I love this quote. When I read it, I immediately texted it to my father-in-law with no explanation. He is one of the few people in my life that I can talk to about investing all day long and he doesn’t get bored or look for a more interesting task (like scraping paint) to escape the conversation. 

If you hire a pro to do a job for you, what you are essentially paying for is avoidance of major mistakes. Any expert in their field got there by climbing a mountain of mistakes. They take each mistake made, learn from it, and use it as a step to take them to the next level of expertise. Every Monday we have a company meeting with all employees, and in a recent meeting I made a suggestion regarding our marketing and Carly Snyder spoke up an gave me a few reasons why my idea was not well thought out. That’s why she runs CAG Marketing; she has seen that mistake made before and she’s on our team, so we don’t make it.

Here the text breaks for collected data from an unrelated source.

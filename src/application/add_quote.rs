//! Add quote use case

use crate::domain::Quote;
use crate::error::{MottoError, Result};
use crate::infrastructure::{FileSystemStore, QuoteRepository};

/// Service for adding a single quote to the store
pub struct AddQuoteService {
    store: FileSystemStore,
}

impl AddQuoteService {
    pub fn new(store: FileSystemStore) -> Self {
        AddQuoteService { store }
    }

    /// Validate, append, and persist. Nothing is written when validation
    /// fails, so the collection is never left partially updated.
    pub fn execute(&self, text: &str, category: &str) -> Result<Quote> {
        let quote = Quote::new(text, category).map_err(MottoError::Validation)?;

        let mut collection = self.store.load_quotes()?;
        collection.push(quote.clone());
        self.store.save_quotes(&collection)?;

        Ok(quote)
    }
}
//! Output formatting utilities

use crate::domain::{CategoryFilter, Quote};

/// Format a quote for display
pub fn format_quote(quote: &Quote) -> String {
    format!("\"{}\"\nCategory: {}\n", quote.text, quote.category)
}

/// Format the category list for display
pub fn format_category_list(categories: &[String]) -> String {
    if categories.is_empty() {
        return "No categories found".to_string();
    }

    let mut output = String::new();
    for category in categories {
        output.push_str(category);
        output.push('\n');
    }
    output
}

/// Empty-state message when no quote matches the active filter
pub fn empty_pick_message(filter: &CategoryFilter) -> String {
    match filter {
        CategoryFilter::All => "No quotes found".to_string(),
        CategoryFilter::Category(category) => {
            format!("No quotes in category '{}'", category)
        }
    }
}
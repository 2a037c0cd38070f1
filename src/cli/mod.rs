//! CLI layer - Command-line interface

pub mod commands;
pub mod output;

pub use commands::{Cli, Commands};
pub use output::{empty_pick_message, format_category_list, format_quote};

We study the great individuals in our chosen fields because hopefully that can fast-track our expertise. Although there are great benefits from attending the school of hard knocks, studying great mentors can allow us to learn from their mistakes without having to experience them ourselves.

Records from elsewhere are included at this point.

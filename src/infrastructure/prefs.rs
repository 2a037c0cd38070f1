//! Persisted user preferences

use crate::domain::{filter, CategoryFilter};
use crate::error::Result;
use chrono::{DateTime, Utc};
use serde::{Deserialize, Serialize};
use std::fs;
use std::path::Path;
use std::str::FromStr;

#[derive(Debug, Clone, Serialize, Deserialize)]
pub struct Prefs {
    pub selected_category: String,
    pub created: DateTime<Utc>,
}

impl Default for Prefs {
    fn default() -> Self {
        Prefs {
            selected_category: filter::ALL_SENTINEL.to_string(),
            created: Utc::now(),
        }
    }
}

impl Prefs {
    /// The filter currently in effect. An unparseable stored value degrades
    /// to no filter rather than failing.
    pub fn filter(&self) -> CategoryFilter {
        CategoryFilter::from_str(&self.selected_category).unwrap_or(CategoryFilter::All)
    }

    pub fn set_filter(&mut self, filter: &CategoryFilter) {
        self.selected_category = filter.to_string();
    }

    /// Load prefs from .motto/config.toml in the given directory.
    ///
    /// A missing or malformed file self-heals: defaults are written back and
    /// returned. The caller is responsible for having checked that the .motto
    /// directory itself exists.
    pub fn load_from_dir(path: &Path) -> Result<Self> {
        let prefs_path = path.join(".motto").join("config.toml");

        let contents = match fs::read_to_string(&prefs_path) {
            Ok(contents) => contents,
            Err(_) => {
                let prefs = Prefs::default();
                prefs.save_to_dir(path)?;
                return Ok(prefs);
            }
        };

        match toml::from_str(&contents) {
            Ok(prefs) => Ok(prefs),
            Err(_) => {
                let prefs = Prefs::default();
                prefs.save_to_dir(path)?;
                Ok(prefs)
            }
        }
    }

    /// Save prefs to .motto/config.toml in the given directory.
    pub fn save_to_dir(&self, path: &Path) -> Result<()> {
        let motto_dir = path.join(".motto");
        let prefs_path = motto_dir.join("config.toml");

        if !motto_dir.exists() {
            fs::create_dir(&motto_dir)?;
        }

        let contents = toml::to_string_pretty(self)?;
        fs::write(&prefs_path, contents)?;

        Ok(())
    }
}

Warren Buffett’s mentor was a gentleman by the name of Ben Graham, who history credits as the founder of value investing. Value investing is a strategy that calls for an investor to buy a company for less than its intrinsic value. To Ben Graham, it didn’t matter what product the company produced, sold or serviced, what mattered is its stock price relative to its intrinsic value. Although Warren considered Ben Graham an invaluable mentor, he saw flaws in Graham’s process. Since Graham only cared that a company’s stock price was below its intrinsic value, and not how or where it derived its income, Graham ended up owning a portion of stocks that never grew or continued to lose value until they were obsolete. This factor reduced the overall return for Graham.

Warren, like Graham, wanted to buy stocks of companies for a great value, but Warren realized two factors that he believed would improve investment return.

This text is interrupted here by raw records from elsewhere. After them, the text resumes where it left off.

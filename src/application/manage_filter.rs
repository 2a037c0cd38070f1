//! Filter preference management use case

use crate::domain::CategoryFilter;
use crate::error::{MottoError, Result};
use crate::infrastructure::{FileSystemStore, QuoteRepository};
use std::str::FromStr;

/// Service for reading and updating the persisted filter category
pub struct FilterService {
    store: FileSystemStore,
}

impl FilterService {
    pub fn new(store: FileSystemStore) -> Self {
        FilterService { store }
    }

    /// The currently persisted filter.
    pub fn get(&self) -> Result<CategoryFilter> {
        Ok(self.store.load_prefs()?.filter())
    }

    /// Persist a new filter value. `all` (any case) clears the restriction.
    pub fn set(&self, value: &str) -> Result<CategoryFilter> {
        let filter = CategoryFilter::from_str(value).map_err(MottoError::Config)?;

        let mut prefs = self.store.load_prefs()?;
        prefs.set_filter(&filter);
        self.store.save_prefs(&prefs)?;

        Ok(filter)
    }

    /// Reset to the unrestricted sentinel.
    pub fn clear(&self) -> Result<()> {
        let mut prefs = self.store.load_prefs()?;
        prefs.set_filter(&CategoryFilter::All);
        self.store.save_prefs(&prefs)?;
        Ok(())
    }
}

  • He didn’t need to buy stocks of companies that were trading below their intrinsic value. He only needed to pay a fair value. As long as he was willing to hold the stock for many years, the odds were in his favor that he would eventually make money.  As we have discussed in numerous newsletters and individual meetings, our superpower is our willingness to be patient. Warren is the king of patience, and he has the fortune to prove it.
  • Warren saw that simply buying a stock for below or at fair value alone wasn’t enough. He wanted to own stocks of companies that had a durable advantage on their competition. These are companies that have products that consumers have purchased unchanged or many years. Consider Coca-Cola, which has a product that consumers have drank for over 100 years. Coca-Cola hasn’t had to come out with a brand-new product every year, retool their factories or pour billions of dollars in research and design for their staple products. Consumers love their products and buy them. That is a durable advantage.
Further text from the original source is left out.